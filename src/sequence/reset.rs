//! Periodic counter resets.

use chrono::{DateTime, Duration, Months, Utc};

use crate::model::{NumberingConfig, ResetInterval};

/// Reset policy state carried between attempts of one generation.
#[derive(Debug, Clone, PartialEq, Eq)]
pub struct ResetState {
    /// Policy.
    pub interval: ResetInterval,
    /// Next moment a reset fires.
    pub reset_date: Option<DateTime<Utc>>,
    /// Reset date that last fired.
    pub last_reset_date: Option<DateTime<Utc>>,
    /// Value the counter takes on reset.
    pub reset_index: i64,
}

/// What a reset check decided.
#[derive(Debug, Clone, Copy, PartialEq, Eq)]
pub enum ResetOutcome {
    /// Nothing to do.
    Unchanged,
    /// The policy is `Never` and a stale reset date should be cleared.
    ClearDate,
    /// A reset fired; the counter takes `value`.
    Fired {
        /// New counter value.
        value: i64,
        /// The reset date that fired, now the last reset date.
        fired_at: DateTime<Utc>,
        /// Where the reset date moves to.
        next_date: DateTime<Utc>,
    },
}

impl ResetState {
    /// Captures the reset fields of a config.
    #[must_use]
    pub fn from_config(config: &NumberingConfig) -> Self {
        Self {
            interval: config.reset_interval,
            reset_date: config.reset_date,
            last_reset_date: config.last_reset_date,
            reset_index: config.reset_index.unwrap_or(0),
        }
    }

    /// Decides whether a reset fires at `now` and, if so, moves the dates
    /// forward so the same reset date never fires twice.
    pub fn check(&mut self, now: DateTime<Utc>) -> ResetOutcome {
        if self.interval == ResetInterval::Never {
            if self.reset_date.take().is_some() {
                return ResetOutcome::ClearDate;
            }
            return ResetOutcome::Unchanged;
        }

        let Some(due) = self.reset_date else {
            return ResetOutcome::Unchanged;
        };
        if now < due || self.last_reset_date.is_some_and(|last| last >= due) {
            return ResetOutcome::Unchanged;
        }

        let next_date = advance(due, self.interval);
        self.last_reset_date = Some(due);
        self.reset_date = Some(next_date);
        ResetOutcome::Fired { value: self.reset_index, fired_at: due, next_date }
    }
}

fn advance(date: DateTime<Utc>, interval: ResetInterval) -> DateTime<Utc> {
    let next = match interval {
        ResetInterval::Never | ResetInterval::Once => None,
        ResetInterval::Daily => date.checked_add_signed(Duration::days(1)),
        ResetInterval::Monthly => date.checked_add_months(Months::new(1)),
        ResetInterval::Yearly => date.checked_add_months(Months::new(12)),
    };
    next.unwrap_or(date)
}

-------

What you should do:
What are the lines above, starting at the one with "#[derive(Debug, Clone, Copy, PartialEq, Eq)]" and ending at the one with "last reset date."? Give them again exactly, and only them.

Exercise response:
#[derive(Debug, Clone, Copy, PartialEq, Eq)]
pub enum ResetOutcome {
    /// Nothing to do.
    Unchanged,
    /// The policy is `Never` and a stale reset date should be cleared.
    ClearDate,
    /// A reset fired; the counter takes `value`.
    Fired {
        /// New counter value.
        value: i64,
        /// The reset date that fired, now the last reset date.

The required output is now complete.